Dataset entries:
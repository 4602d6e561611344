// SPDX-FileCopyrightText: 2026 Phoenix R&D GmbH <hello@phnx.im>
//
// SPDX-License-Identifier: AGPL-3.0-or-later

//! PRDs and tech stacks of ideas.

use hbcommon::{identifiers::IdeaId, stack::StackCategory};
use tracing::error;

use crate::{
    prds::{Prd, PrdUpdate},
    service::DataService,
    stacks::{StackUpdate, TechStack},
    store::StoreEntityId,
};

use super::{CoreClient, StoreError};

impl<S: DataService> CoreClient<S> {
    /// Merges `update` into the PRD of an idea, creating the PRD if needed.
    ///
    /// The change is visible immediately and reverted if the service rejects it.
    pub async fn update_prd(&self, idea_id: IdeaId, update: PrdUpdate) -> Result<(), StoreError> {
        let previous = self.with_state_and_notifier(|state, notifier| {
            let previous = state.prds.clone();
            state
                .prds
                .entry(idea_id)
                .or_insert_with(|| Prd::empty(idea_id))
                .apply(&update);
            notifier.update(StoreEntityId::Prd(idea_id));
            previous
        });

        let changes = update.to_changes(idea_id);
        let row = match self.service().upsert_prd(&changes).await {
            Ok(row) => row,
            Err(error) => {
                error!(%idea_id, %error, "Failed to save PRD changes");
                self.with_state_and_notifier(|state, notifier| {
                    state.prds = previous;
                    notifier
                        .update(StoreEntityId::Prd(idea_id))
                        .error("Failed to save PRD changes");
                });
                return Err(error.into());
            }
        };

        self.with_state_and_notifier(|state, notifier| {
            state.prds.insert(idea_id, row.into());
            notifier.update(StoreEntityId::Prd(idea_id));
        });
        Ok(())
    }

    /// Merges `update` into the tech stack of an idea, creating the stack if needed.
    ///
    /// The change is visible immediately and reverted if the service rejects it.
    pub async fn update_stack(
        &self,
        idea_id: IdeaId,
        update: StackUpdate,
    ) -> Result<(), StoreError> {
        let previous = self.with_state_and_notifier(|state, notifier| {
            let previous = state.stacks.clone();
            state
                .stacks
                .entry(idea_id)
                .or_insert_with(|| TechStack::empty(idea_id))
                .apply(&update);
            notifier.update(StoreEntityId::Stack(idea_id));
            previous
        });

        let changes = update.to_changes(idea_id);
        let row = match self.service().upsert_tech_stack(&changes).await {
            Ok(row) => row,
            Err(error) => {
                error!(%idea_id, %error, "Failed to save stack");
                self.with_state_and_notifier(|state, notifier| {
                    state.stacks = previous;
                    notifier
                        .update(StoreEntityId::Stack(idea_id))
                        .error("Failed to save stack");
                });
                return Err(error.into());
            }
        };

        self.with_state_and_notifier(|state, notifier| {
            state.stacks.insert(idea_id, row.into());
            notifier.update(StoreEntityId::Stack(idea_id));
        });
        Ok(())
    }

    /// Adds `item` to a category of the idea's stack, or removes it if already chosen.
    pub async fn toggle_stack_item(
        &self,
        idea_id: IdeaId,
        category: StackCategory,
        item: &str,
    ) -> Result<(), StoreError> {
        let items = self
            .stack(idea_id)
            .unwrap_or_else(|| TechStack::empty(idea_id))
            .toggled(category, item);
        self.update_stack(idea_id, StackUpdate::with_category(category, items))
            .await
    }
}
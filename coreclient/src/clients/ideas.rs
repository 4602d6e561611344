// SPDX-FileCopyrightText: 2026 Phoenix R&D GmbH <hello@phnx.im>
//
// SPDX-License-Identifier: AGPL-3.0-or-later

use hbcommon::identifiers::IdeaId;
use tracing::{error, info};

use crate::{
    ideas::{Idea, IdeaUpdate, NewIdea},
    service::DataService,
};

use super::{CoreClient, StoreError};

const TITLE_REQUIRED: &str = "Idea title is required";

impl<S: DataService> CoreClient<S> {
    /// Creates an idea owned by the signed-in user.
    ///
    /// The idea is added to the state once the service has stored it.
    pub async fn add_idea(&self, new_idea: NewIdea) -> Result<IdeaId, StoreError> {
        let owner_id = self.user().map(|user| user.id);
        let Some(row) = new_idea.into_row(owner_id) else {
            self.toast(|notifier| {
                notifier.error(TITLE_REQUIRED);
            });
            return Err(StoreError::Validation(TITLE_REQUIRED));
        };

        let created = match self.service().insert_idea(&row).await {
            Ok(created) => created,
            Err(error) => {
                error!(%error, "Failed to create idea");
                self.toast(|notifier| {
                    notifier.error("Failed to create idea");
                });
                return Err(error.into());
            }
        };

        let idea = Idea::from_row(created, self.now());
        let idea_id = idea.id;
        info!(%idea_id, "Idea created");
        self.with_state_and_notifier(|state, notifier| {
            state.ideas.insert(0, idea);
            state.rebuild_links(notifier);
            notifier.add(idea_id).success("Idea created!");
        });
        Ok(idea_id)
    }

    /// Changes the fields of an idea present in `update`.
    ///
    /// The change is visible immediately and reverted if the service rejects it.
    pub async fn update_idea(&self, idea_id: IdeaId, update: IdeaUpdate) -> Result<(), StoreError> {
        let now = self.now();
        let snapshot = self.with_state_and_notifier(|state, notifier| {
            let snapshot = state.snapshot_ideas();
            if let Some(idea) = state.idea_mut(idea_id) {
                idea.apply(&update, now);
                notifier.update(idea_id);
            }
            state.rebuild_links(notifier);
            snapshot
        });

        let changes = update.to_changes(now);
        let row = match self.service().update_idea(idea_id, &changes).await {
            Ok(row) => row,
            Err(error) => {
                error!(%idea_id, %error, "Failed to update idea");
                self.with_state_and_notifier(|state, notifier| {
                    snapshot.restore(state, notifier);
                    notifier.update(idea_id).error("Failed to update idea");
                });
                return Err(error.into());
            }
        };

        self.with_state_and_notifier(|state, notifier| {
            if let Some(idea) = state.idea_mut(idea_id) {
                idea.merge_row(row, now);
            }
            state.rebuild_links(notifier);
            notifier.update(idea_id).success("Idea updated!");
        });
        Ok(())
    }

    /// Deletes an idea.
    ///
    /// The idea disappears immediately and comes back if the service rejects the deletion.
    pub async fn delete_idea(&self, idea_id: IdeaId) -> Result<(), StoreError> {
        let snapshot = self.with_state_and_notifier(|state, notifier| {
            let snapshot = state.snapshot_ideas();
            state.ideas.retain(|idea| idea.id != idea_id);
            state.rebuild_links(notifier);
            notifier.remove(idea_id);
            snapshot
        });

        if let Err(error) = self.service().delete_idea(idea_id).await {
            error!(%idea_id, %error, "Failed to delete idea");
            self.with_state_and_notifier(|state, notifier| {
                snapshot.restore(state, notifier);
                notifier.add(idea_id).error("Failed to delete idea");
            });
            return Err(error.into());
        }

        info!(%idea_id, "Idea deleted");
        self.toast(|notifier| {
            notifier.success("Idea deleted.");
        });
        Ok(())
    }
}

### Directions for this task
Each line of the records above that holds the word "previous" should be counted, and only the final number stated.

### Solution
8